– Z dnia na dzień skromny informatyk, borykający się z trudnościami życia codziennego hipster z pod Warszawy stał się postacią rozpoznawalną na całym świecie – głosi opis książki o liderze KOD Mateuszu Kijowskim. Nas bawi, ale jak widać – nie tylko nas, bo swoją krytyczną opinię wyraziła… „Gazeta Wyborcza”.
Książka ma być reportażem z pobytu Kijowskiego w Londynie, ale jej głównym zadaniem jest przedstawienie sylwetki samego Kijowskiego i jego wizji demokracji, której chce bronić.
– Jesienią 2015 roku władzę w Polsce przejęli populiści. Wielu Polaków zaniemówiło z niedowierzania. W Polsce rozpoczęła się populistyczna rewolucja, która za cel ataku obrała liberalne państwo prawa i jego obywateli. Polacy nie byli przygotowani na zamach na demokrację. Większość była zagubiona w nowej sytuacji. Młode pokolenia już tylko z lekcji historii znały pojęcie „walka z reżimem”. Do tej pory myśleliśmy, że nasza wolność jest nam dana na zawsze. Od upadku komunizmu w 1989 roku nigdy nie było takiej sytuacji, żeby ludzie bali się powiedzieć głośno, co myślą o „władzy” – możemy przeczytać na stronie projektu.

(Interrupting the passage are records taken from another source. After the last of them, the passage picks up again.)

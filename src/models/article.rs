//! Article model matching the aggregation service's news records.

use chrono::{DateTime, NaiveDate};
use serde::{Deserialize, Deserializer, Serialize};

/// A read-only news item from the aggregation service.
#[derive(Debug, Clone, PartialEq, Serialize, Deserialize)]
pub struct Article {
    #[serde(default, deserialize_with = "null_as_empty")]
    pub title: String,
    #[serde(default, skip_serializing_if = "Option::is_none")]
    pub description: Option<String>,
    #[serde(default, skip_serializing_if = "Option::is_none")]
    pub image: Option<String>,
    #[serde(default, skip_serializing_if = "Option::is_none")]
    pub source: Option<String>,
    #[serde(default, skip_serializing_if = "Option::is_none")]
    pub published_at: Option<String>,
    #[serde(default, skip_serializing_if = "Option::is_none")]
    pub url: Option<String>,
    #[serde(default, skip_serializing_if = "Option::is_none")]
    pub author: Option<String>,
    #[serde(default, skip_serializing_if = "Option::is_none")]
    pub category: Option<String>,
    #[serde(default, skip_serializing_if = "Option::is_none")]
    pub language: Option<String>,
    #[serde(default, skip_serializing_if = "Option::is_none")]
    pub country: Option<String>,
}

impl Article {
    /// Publication date for display, e.g. `1 Jan 2024`.
    ///
    /// Falls back to the raw value when it is neither RFC 3339 nor a plain date.
    pub fn published_date(&self) -> Option<String> {
        let raw = self.published_at.as_deref()?;
        if let Ok(ts) = DateTime::parse_from_rfc3339(raw) {
            return Some(ts.format("%-d %b %Y").to_string());
        }
        if let Ok(date) = NaiveDate::parse_from_str(raw, "%Y-%m-%d") {
            return Some(date.format("%-d %b %Y").to_string());
        }
        Some(raw.to_string())
    }

    /// Feed card teaser: the first 100 characters of the description.
    pub fn teaser(&self) -> String {
        match self.description.as_deref() {
            Some(text) if !text.is_empty() => {
                let head: String = text.chars().take(100).collect();
                format!("{}...", head)
            }
            _ => "No description available.".to_string(),
        }
    }
}

fn null_as_empty<'de, D>(deserializer: D) -> Result<String, D::Error>
where
    D: Deserializer<'de>,
{
    Ok(Option::<String>::deserialize(deserializer)?.unwrap_or_default())
}

/// Successful response of the aggregation list call.
#[derive(Debug, Clone, Deserialize)]
pub struct ArticleList {
    #[serde(default)]
    pub data: Vec<Article>,
}

#[cfg(test)]
mod tests {
    use super::*;

    fn article(published_at: Option<&str>, description: Option<&str>) -> Article {
        Article {
            title: "Headline".to_string(),
            description: description.map(str::to_string),
            image: None,
            source: Some("Wire".to_string()),
            published_at: published_at.map(str::to_string),
            url: None,
            author: None,
            category: None,
            language: None,
            country: None,
        }
    }

    #[test]
    fn test_published_date_formats() {
        assert_eq!(
            article(Some("2024-03-05T10:00:00+00:00"), None).published_date(),
            Some("5 Mar 2024".to_string())
        );
        assert_eq!(
            article(Some("2024-01-01"), None).published_date(),
            Some("1 Jan 2024".to_string())
        );
        assert_eq!(
            article(Some("yesterday"), None).published_date(),
            Some("yesterday".to_string())
        );
        assert_eq!(article(None, None).published_date(), None);
    }

    #[test]
    fn test_teaser_truncates_on_characters() {
        let long = "é".repeat(150);
        let teaser = article(None, Some(&long)).teaser();
        assert_eq!(teaser.chars().count(), 103);
        assert!(teaser.ends_with("..."));
        assert_eq!(article(None, None).teaser(), "No description available.");
    }

    #[test]
    fn test_list_tolerates_unknown_fields() {
        let list: ArticleList = serde_json::from_str(
            r#"{"pagination":{"limit":12},"data":[{"title":"A","source":"X","extra":1}]}"#,
        )
        .unwrap();
        assert_eq!(list.data.len(), 1);
        assert_eq!(list.data[0].source.as_deref(), Some("X"));
    }
}
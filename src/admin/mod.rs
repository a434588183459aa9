//! Admin form state machine.
//!
//! The draft is in create mode while no id is staged and in edit mode once a post has been
//! selected. Submitting resets the draft to create mode before the remote call resolves.

use crate::errors::AppError;
use crate::models::{Post, PostId};
use crate::posts::PostsStore;
use crate::session::Toast;

#[derive(Debug, Clone, Copy, PartialEq, Eq)]
pub enum FormMode {
    Create,
    Edit,
}

/// Not-yet-submitted form contents.
#[derive(Debug, Clone, Default, PartialEq)]
pub struct PostDraft {
    pub title: String,
    pub body: String,
    pub id: Option<PostId>,
}

impl PostDraft {
    pub fn mode(&self) -> FormMode {
        match self.id {
            Some(_) => FormMode::Edit,
            None => FormMode::Create,
        }
    }

    /// Stage an existing post for editing.
    pub fn begin_edit(&mut self, post: &Post) {
        self.title = post.title.clone();
        self.body = post.body.clone();
        self.id = Some(post.id.clone());
    }

    /// Back to an empty create-mode form.
    pub fn reset(&mut self) {
        *self = PostDraft::default();
    }

    /// Turn the submitted fields into a store call and reset the draft.
    ///
    /// Blank fields are rejected and leave the draft as it was.
    pub fn submit(&mut self, title: &str, body: &str) -> Result<Submission, AppError> {
        if title.trim().is_empty() {
            return Err(AppError::BadRequest("Title is required".to_string()));
        }
        if body.trim().is_empty() {
            return Err(AppError::BadRequest("Body is required".to_string()));
        }

        let staged = self.id.take();
        self.reset();

        let (title, body) = (title.to_string(), body.to_string());
        Ok(match staged {
            Some(id) => Submission::Update { id, title, body },
            None => Submission::Create { title, body },
        })
    }

    pub fn heading(&self) -> &'static str {
        match self.mode() {
            FormMode::Create => "Create a New Post",
            FormMode::Edit => "Edit Post",
        }
    }

    pub fn submit_label(&self) -> &'static str {
        match self.mode() {
            FormMode::Create => "Create Post",
            FormMode::Edit => "Update Post",
        }
    }
}

/// A store call produced by submitting the draft.
#[derive(Debug, Clone, PartialEq)]
pub enum Submission {
    Create {
        title: String,
        body: String,
    },
    Update {
        id: PostId,
        title: String,
        body: String,
    },
}

impl Submission {
    /// Invoke the store and report the outcome as a toast.
    pub async fn dispatch(self, store: &PostsStore) -> Toast {
        match self {
            Submission::Create { title, body } => match store.create(&title, &body).await {
                Ok(_) => Toast::success("Post created successfully!"),
                Err(e) => {
                    tracing::warn!("Create failed: {}", e);
                    Toast::error("Failed to create post.")
                }
            },
            Submission::Update { id, title, body } => {
                match store.update(&id, &title, &body).await {
                    Ok(_) => Toast::success("Post updated successfully!"),
                    Err(e) => {
                        tracing::warn!(id = %id, "Update failed: {}", e);
                        Toast::error("Failed to update post.")
                    }
                }
            }
        }
    }
}

/// Delete a post after the user confirmed, reporting the outcome as a toast.
pub async fn confirmed_delete(store: &PostsStore, id: &PostId) -> Toast {
    match store.delete(id).await {
        Ok(()) => Toast::success("Post deleted successfully!"),
        Err(e) => {
            tracing::warn!(id = %id, "Delete failed: {}", e);
            Toast::error("Failed to delete post.")
        }
    }
}
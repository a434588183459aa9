//! Server-rendered HTML pages.

mod admin;
mod article;
mod feed;

pub use admin::*;
pub use article::*;
pub use feed::*;

use askama::Template;
use axum::response::Html;

use crate::errors::AppError;

/// Render a template into an HTML response body.
fn render<T: Template>(template: &T) -> Result<Html<String>, AppError> {
    Ok(Html(template.render()?))
}
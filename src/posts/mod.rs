//! Posts admin state: the remote service seam and the client-side store.

mod backend;
mod store;

pub use backend::*;
pub use store::*;
//! Data models shared by the headline reader and the posts admin.
//!
//! Field names follow the JSON emitted by the remote services.

mod article;
mod post;

pub use article::*;
pub use post::*;
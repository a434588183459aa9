//! Passing one selected article from the feed to the detail page.
//!
//! The article is kept verbatim in a session slot; the detail URL only carries a cosmetic
//! slug and is never resolved back to an article.

mod slug;

pub use slug::slugify;

use uuid::Uuid;

use crate::errors::AppError;
use crate::models::Article;
use crate::session::SessionStore;

/// Session slot holding the JSON of the selected article.
pub const CURRENT_ARTICLE_KEY: &str = "currentArticle";

pub const ARTICLE_NOT_FOUND: &str = "Article not found. Please return to the homepage.";
pub const ARTICLE_CORRUPTED: &str = "Failed to load article. Data might be corrupted.";

/// Store the article for the detail page and return the path to navigate to.
pub async fn select_article(
    sessions: &SessionStore,
    session: Uuid,
    article: &Article,
) -> Result<String, AppError> {
    let json = serde_json::to_string(article)?;
    sessions.set_slot(session, CURRENT_ARTICLE_KEY, json).await;
    Ok(detail_path(&article.title))
}

/// Read back the article stored by [`select_article`].
pub async fn load_selected(sessions: &SessionStore, session: Uuid) -> Result<Article, AppError> {
    let raw = sessions
        .slot(session, CURRENT_ARTICLE_KEY)
        .await
        .ok_or_else(|| AppError::NotFound(ARTICLE_NOT_FOUND.to_string()))?;

    serde_json::from_str(&raw).map_err(|e| {
        tracing::error!("Stored article unreadable: {}", e);
        AppError::Corrupted(ARTICLE_CORRUPTED.to_string())
    })
}

pub fn detail_path(title: &str) -> String {
    format!("/posts/{}", slugify(title))
}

– Jednym z pierwszych buntowników, którzy pociągnęli za sobą innych, był Mateusz Kijowski. W ciągu kilkudziesięciu godzin do założonej przez Mateusza na Facebooku grupy Komitet Obrony Demokracji zapisało się dziesiątki tysięcy ludzi. Kijowski stał się symbolem oporu przeciwko prawicowemu populizmowi. Z dnia na dzień skromny informatyk, borykający się z trudnościami życia codziennego hipster z pod Warszawy stał się postacią rozpoznawalną na całym świecie. Przywódcy Unii Europejskiej, szefowie partii opozycyjnych w Polsce, dziennikarze zarówno krajowych jak i światowych mediów – wszyscy zabiegali o kontakty z „buntownikiem” Kijowskim. Mateusz, tym samym, stał się wrogiem numer jeden polskich populistów – to tylko fragmenty opisu tego „dzieła”.
Książkę można kupić w przedsprzedaży w cenie 6 funtów sterlingów. Będzie to egzemplarz z limitowanej serii wzbogaconej o fotografie, które nie będą dostępne w drugiej edycji książki i z odręczną dedykacją imienną Mateusza Kijowskiego. Jest też wersja sponsorska za 250 funtów (!), za takie wsparcie Kijowskiego nazwisko darczyńcy będzie wymienione na początku książki.